Physiological Consequences of Increased Dead Space

In dead space:

• The V/Q ratio approaches infinity as alveolar perfusion falls
• This results in a rise in PaCO₂
• In a spontaneously-ventilating individual, this stimulates the respiratory centre to increase minute ventilation to return alveolar ventilation (and therefore CO₂) to normal
• There is minimal effect on PaO₂, as in pure dead space all blood is passing through ventilated alveoli and therefore undergoes gas exchange

Relationship between Alveolar Ventilation and PaCO₂

Atmospheric air contains negligible CO₂. As MV increases, PaCO₂ will fall, as will the gradient for further CO₂ diffusion.
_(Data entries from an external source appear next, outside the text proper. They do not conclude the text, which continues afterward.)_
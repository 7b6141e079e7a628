//! Axis selectors and their normalized form.
//!
//! A [`SelectorSpec`] is what a caller writes when indexing a container: a
//! range, positions, names, or a boolean mask. It is resolved once, against
//! the extent and names of the container being indexed, into a
//! [`Selection`]: an ordered sequence of absolute positions. Selections
//! compose, which is how chained indexing always addresses the owning
//! ancestor's storage directly.

use std::ops::{Range, RangeFrom, RangeFull, RangeTo};
use std::rc::Rc;

use crate::axis::Axis;
use crate::error::AnnError;

/// Specifies which positions of one axis to select.
#[derive(Clone, Debug, PartialEq, Eq)]
pub enum SelectorSpec {
    /// Every position, in order.
    All,
    /// Contiguous half-open range `start..end`; `end == None` means the
    /// axis extent.
    Range {
        /// First position (inclusive).
        start: usize,
        /// One past the last position, or `None` for the axis extent.
        end: Option<usize>,
    },
    /// A single position. The axis is kept, with extent 1.
    Index(usize),
    /// Explicit positions, in the order given.
    Indices(Vec<usize>),
    /// Axis names, in the order given.
    Names(Vec<String>),
    /// Boolean mask; length must equal the axis extent.
    Mask(Vec<bool>),
}

impl SelectorSpec {
    /// Contiguous range `start..end`.
    pub fn range(start: usize, end: usize) -> Self {
        Self::Range {
            start,
            end: Some(end),
        }
    }

    /// Selection by axis names.
    pub fn names<I, S>(names: I) -> Self
    where
        I: IntoIterator<Item = S>,
        S: Into<String>,
    {
        Self::Names(names.into_iter().map(Into::into).collect())
    }

    /// Normalize this selector into absolute positions along `axis`.
    ///
    /// `extent` is the length of the axis being indexed and `lookup` maps an
    /// axis name to its position on that axis. Positions may not repeat: a
    /// repeated position would duplicate an axis name in the result.
    pub fn resolve<F>(&self, axis: Axis, extent: usize, lookup: F) -> Result<Selection, AnnError>
    where
        F: Fn(&str) -> Option<usize>,
    {
        match self {
            Self::All => Ok(Selection::Full(extent)),

            Self::Range { start, end } => {
                let end = end.unwrap_or(extent);
                if end > extent {
                    return Err(AnnError::IndexOutOfBounds {
                        axis,
                        index: end,
                        extent,
                    });
                }
                if *start > end {
                    return Err(AnnError::InvalidSelector {
                        axis,
                        reason: format!("range start ({start}) > end ({end})"),
                    });
                }
                Ok(Selection::from_positions((*start..end).collect(), extent))
            }

            Self::Index(index) => {
                check_bounds(axis, *index, extent)?;
                Ok(Selection::from_positions(vec![*index], extent))
            }

            Self::Indices(indices) => {
                for &index in indices {
                    check_bounds(axis, index, extent)?;
                }
                check_unique(axis, indices, extent)?;
                Ok(Selection::from_positions(indices.clone(), extent))
            }

            Self::Names(names) => {
                let mut positions = Vec::with_capacity(names.len());
                for name in names {
                    let pos =
                        lookup(name).ok_or_else(|| AnnError::key_not_found(axis.names_name(), name))?;
                    positions.push(pos);
                }
                check_unique(axis, &positions, extent)?;
                Ok(Selection::from_positions(positions, extent))
            }

            Self::Mask(mask) => {
                if mask.len() != extent {
                    return Err(AnnError::Length {
                        target: format!("{axis} boolean mask"),
                        expected: extent,
                        found: mask.len(),
                    });
                }
                let positions = mask
                    .iter()
                    .enumerate()
                    .filter_map(|(i, &keep)| keep.then_some(i))
                    .collect();
                Ok(Selection::from_positions(positions, extent))
            }
        }
    }
}

fn check_bounds(axis: Axis, index: usize, extent: usize) -> Result<(), AnnError> {
    if index >= extent {
        return Err(AnnError::IndexOutOfBounds {
            axis,
            index,
            extent,
        });
    }
    Ok(())
}

/// Positions are already bounds-checked against `extent`.
fn check_unique(axis: Axis, positions: &[usize], extent: usize) -> Result<(), AnnError> {
    let mut seen = vec![false; extent];
    for &pos in positions {
        if std::mem::replace(&mut seen[pos], true) {
            return Err(AnnError::InvalidSelector {
                axis,
                reason: format!("position {pos} selected more than once"),
            });
        }
    }
    Ok(())
}

impl From<RangeFull> for SelectorSpec {
    fn from(_: RangeFull) -> Self {
        Self::All
    }
}

impl From<Range<usize>> for SelectorSpec {
    fn from(r: Range<usize>) -> Self {
        Self::range(r.start, r.end)
    }
}

impl From<RangeTo<usize>> for SelectorSpec {
    fn from(r: RangeTo<usize>) -> Self {
        Self::range(0, r.end)
    }
}

impl From<RangeFrom<usize>> for SelectorSpec {
    fn from(r: RangeFrom<usize>) -> Self {
        Self::Range {
            start: r.start,
            end: None,
        }
    }
}

impl From<usize> for SelectorSpec {
    fn from(index: usize) -> Self {
        Self::Index(index)
    }
}

impl From<Vec<usize>> for SelectorSpec {
    fn from(indices: Vec<usize>) -> Self {
        Self::Indices(indices)
    }
}

impl From<&[usize]> for SelectorSpec {
    fn from(indices: &[usize]) -> Self {
        Self::Indices(indices.to_vec())
    }
}

impl<const N: usize> From<[usize; N]> for SelectorSpec {
    fn from(indices: [usize; N]) -> Self {
        Self::Indices(indices.to_vec())
    }
}

impl From<Vec<bool>> for SelectorSpec {
    fn from(mask: Vec<bool>) -> Self {
        Self::Mask(mask)
    }
}

impl From<&[bool]> for SelectorSpec {
    fn from(mask: &[bool]) -> Self {
        Self::Mask(mask.to_vec())
    }
}

impl<const N: usize> From<[bool; N]> for SelectorSpec {
    fn from(mask: [bool; N]) -> Self {
        Self::Mask(mask.to_vec())
    }
}

impl From<Vec<String>> for SelectorSpec {
    fn from(names: Vec<String>) -> Self {
        Self::Names(names)
    }
}

impl From<Vec<&str>> for SelectorSpec {
    fn from(names: Vec<&str>) -> Self {
        Self::names(names)
    }
}

impl From<&[&str]> for SelectorSpec {
    fn from(names: &[&str]) -> Self {
        Self::names(names.iter().copied())
    }
}

impl<const N: usize> From<[&str; N]> for SelectorSpec {
    fn from(names: [&str; N]) -> Self {
        Self::names(names)
    }
}

/// Normalized selection: ordered absolute positions along one axis.
///
/// `Full(n)` is the identity over `n` positions and costs nothing to store;
/// explicit positions are reference-counted so cloning a selection (which
/// every view component does) never copies the position list.
#[derive(Clone, Debug)]
pub enum Selection {
    /// Positions `0..n`, in order.
    Full(usize),
    /// Explicit positions.
    Positions(Rc<[usize]>),
}

impl Selection {
    /// The identity selection over `len` positions.
    pub fn full(len: usize) -> Self {
        Self::Full(len)
    }

    /// Build a selection from explicit positions into an axis of `extent`.
    ///
    /// Collapses to [`Selection::Full`] when the positions are exactly
    /// `0..extent`.
    pub fn from_positions(positions: Vec<usize>, extent: usize) -> Self {
        if positions.len() == extent && positions.iter().enumerate().all(|(i, &p)| i == p) {
            Self::Full(extent)
        } else {
            Self::Positions(positions.into())
        }
    }

    /// Number of selected positions.
    pub fn len(&self) -> usize {
        match self {
            Self::Full(n) => *n,
            Self::Positions(p) => p.len(),
        }
    }

    /// Whether nothing is selected.
    pub fn is_empty(&self) -> bool {
        self.len() == 0
    }

    /// Whether this is the identity selection.
    pub fn is_full(&self) -> bool {
        matches!(self, Self::Full(_))
    }

    /// Absolute position of the `i`-th selected element.
    #[inline]
    pub fn get(&self, i: usize) -> Option<usize> {
        match self {
            Self::Full(n) => (i < *n).then_some(i),
            Self::Positions(p) => p.get(i).copied(),
        }
    }

    /// Index within this selection of the absolute position `absolute`.
    ///
    /// Constant time for `Full`, a linear scan for explicit positions. For
    /// many lookups against one selection, build a reverse index instead.
    pub fn position_of(&self, absolute: usize) -> Option<usize> {
        match self {
            Self::Full(n) => (absolute < *n).then_some(absolute),
            Self::Positions(p) => p.iter().position(|&x| x == absolute),
        }
    }

    /// Iterate over the absolute positions in selection order.
    pub fn iter(&self) -> SelectionIter<'_> {
        SelectionIter {
            selection: self,
            next: 0,
        }
    }

    /// Copy the absolute positions into a `Vec`.
    pub fn to_vec(&self) -> Vec<usize> {
        self.iter().collect()
    }

    /// Select `inner` out of `self`.
    ///
    /// `inner` holds positions relative to this selection; the result holds
    /// the corresponding absolute positions, so `compose(a, b).get(i) ==
    /// a.get(b.get(i))`.
    pub fn compose(&self, inner: &Selection) -> Selection {
        match (self, inner) {
            (_, Self::Full(n)) => {
                debug_assert_eq!(*n, self.len(), "inner selection must span this selection");
                self.clone()
            }
            (Self::Full(_), Self::Positions(p)) => Self::Positions(Rc::clone(p)),
            (Self::Positions(outer), Self::Positions(p)) => {
                Self::Positions(p.iter().map(|&i| outer[i]).collect())
            }
        }
    }
}

impl PartialEq for Selection {
    fn eq(&self, other: &Self) -> bool {
        self.len() == other.len() && self.iter().eq(other.iter())
    }
}

impl Eq for Selection {}

/// Iterator over the absolute positions of a [`Selection`].
pub struct SelectionIter<'a> {
    selection: &'a Selection,
    next: usize,
}

impl Iterator for SelectionIter<'_> {
    type Item = usize;

    fn next(&mut self) -> Option<usize> {
        let pos = self.selection.get(self.next)?;
        self.next += 1;
        Some(pos)
    }

    fn size_hint(&self) -> (usize, Option<usize>) {
        let remaining = self.selection.len() - self.next;
        (remaining, Some(remaining))
    }
}

impl ExactSizeIterator for SelectionIter<'_> {}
This can be expressed by the equation:
$PaCO_2 \propto {1 \over \dot{V}_A}$

Note that this graph:

• Describes the change in PaCO₂ for a change in alveolar ventilation
  A doubling of alveolar ventilation will halve PaCO₂.
• Does not describe the change in ventilatory drive for a given change in PaCO₂
  This is covered under removal of CO₂.

Footnotes

Note that West Zone 1 (where PA > Pa > Pv) physiology is increased dead space.

The PaCO₂-ETCO₂ difference is a consequence of dead space, as dead space gas dilutes alveolar gas.

References

1. Lumb A. Nunn's Applied Respiratory Physiology. 7th Edition. Elsevier. 2010.
2. West J. Respiratory Physiology: The Essentials. 9th Edition. Lippincott Williams and Wilkins. 2011.